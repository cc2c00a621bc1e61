//! Tree model: the canonical in-memory mind map.
//!
//! Input arrives either nested ([`DocumentInput`]) or flat ([`Outline`]) and
//! is validated into an immutable [`MindMapDocument`]. Validation rejects
//! duplicate ids and any node that is its own ancestor, so everything
//! downstream can assume a well-formed forest.

mod document;
mod node;
mod outline;

pub use document::{count_nodes, depth, MindMapDocument, MAX_DEPTH, SAMPLE_TITLE};
pub use node::{MindMapNode, NodeKey, TreeNode};
pub use outline::{DocumentInput, Outline, OutlineEntry};
//! Selection state and the events emitted when it changes.

use serde::Serialize;

/// The single selection of a viewer session.
#[derive(Debug, Clone, PartialEq, Eq, Default)]
pub enum SelectionState {
    #[default]
    Unselected,
    /// A node, referenced purely by its id.
    Selected(String),
}

impl SelectionState {
    pub fn selected_id(&self) -> Option<&str> {
        match self {
            Self::Unselected => None,
            Self::Selected(id) => Some(id),
        }
    }

    pub fn is_selected(&self, id: &str) -> bool {
        self.selected_id() == Some(id)
    }
}

/// Payload sent to the details panel on every selection transition.
///
/// Both fields are `None` when the selection was cleared.
#[derive(Debug, Clone, PartialEq, Eq, Serialize)]
#[serde(rename_all = "camelCase")]
pub struct SelectionEvent {
    pub node_id: Option<String>,
    pub text: Option<String>,
}

impl SelectionEvent {
    pub fn selected(id: impl Into<String>, text: impl Into<String>) -> Self {
        Self {
            node_id: Some(id.into()),
            text: Some(text.into()),
        }
    }

    pub fn cleared() -> Self {
        Self {
            node_id: None,
            text: None,
        }
    }
}
//! Node types for the mind map tree.
//!
//! Two shapes exist:
//! - [`MindMapNode`]: the nested input form handed in by the generator
//! - [`TreeNode`]: a validated arena slot addressed by a [`NodeKey`]

use std::fmt;

use serde::{Deserialize, Serialize};

/// Arena slot of a validated node.
///
/// Keys are assigned in pre-order (depth-first, siblings in order), so a
/// parent's key is always smaller than its children's keys and key order is
/// also draw order.
#[derive(Debug, Clone, Copy, PartialEq, Eq, PartialOrd, Ord, Hash, Serialize, Deserialize)]
pub struct NodeKey(pub u32);

impl NodeKey {
    /// Create a new NodeKey from a raw u32.
    #[inline]
    pub fn new(key: u32) -> Self {
        Self(key)
    }

    /// Get the raw u32 value.
    #[inline]
    pub fn raw(self) -> u32 {
        self.0
    }

    /// Arena index for this key.
    #[inline]
    pub fn index(self) -> usize {
        self.0 as usize
    }
}

impl fmt::Display for NodeKey {
    fn fmt(&self, f: &mut fmt::Formatter<'_>) -> fmt::Result {
        write!(f, "Node({})", self.0)
    }
}

impl From<u32> for NodeKey {
    #[inline]
    fn from(key: u32) -> Self {
        Self(key)
    }
}

impl From<NodeKey> for u32 {
    #[inline]
    fn from(key: NodeKey) -> Self {
        key.0
    }
}

/// One labeled entry of a nested mind map, as produced by the generator.
#[derive(Debug, Clone, PartialEq, Eq, Serialize, Deserialize)]
pub struct MindMapNode {
    /// Document-wide unique identifier.
    pub id: String,
    /// Display label.
    pub text: String,
    /// Ordered children; empty for a leaf.
    #[serde(default)]
    pub children: Vec<MindMapNode>,
}

impl MindMapNode {
    /// Create a leaf node.
    pub fn leaf(id: impl Into<String>, text: impl Into<String>) -> Self {
        Self {
            id: id.into(),
            text: text.into(),
            children: Vec::new(),
        }
    }

    /// Create a node with the given children.
    pub fn branch(
        id: impl Into<String>,
        text: impl Into<String>,
        children: Vec<MindMapNode>,
    ) -> Self {
        Self {
            id: id.into(),
            text: text.into(),
            children,
        }
    }
}

/// A validated node stored in the document arena.
#[derive(Debug, Clone, PartialEq, Eq)]
pub struct TreeNode {
    pub id: String,
    pub text: String,
    /// Edge count from the node's root (roots are level 0).
    pub level: u32,
    pub parent: Option<NodeKey>,
    pub children: Vec<NodeKey>,
    /// Index among the parent's children, or among the roots for a root.
    pub sibling_index: u32,
    /// Number of siblings including this node.
    pub sibling_count: u32,
}

impl TreeNode {
    /// Check if this node is a root.
    #[inline]
    pub fn is_root(&self) -> bool {
        self.parent.is_none()
    }

    /// Check if this node has no children.
    #[inline]
    pub fn is_leaf(&self) -> bool {
        self.children.is_empty()
    }
}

» Problem statement
A line qualifies when it holds the word "Option"; report all qualifying lines from the records above.

» Finished task
    pub fn selected_id(&self) -> Option<&str> {
    pub node_id: Option<String>,
    pub text: Option<String>,
    pub parent: Option<NodeKey>,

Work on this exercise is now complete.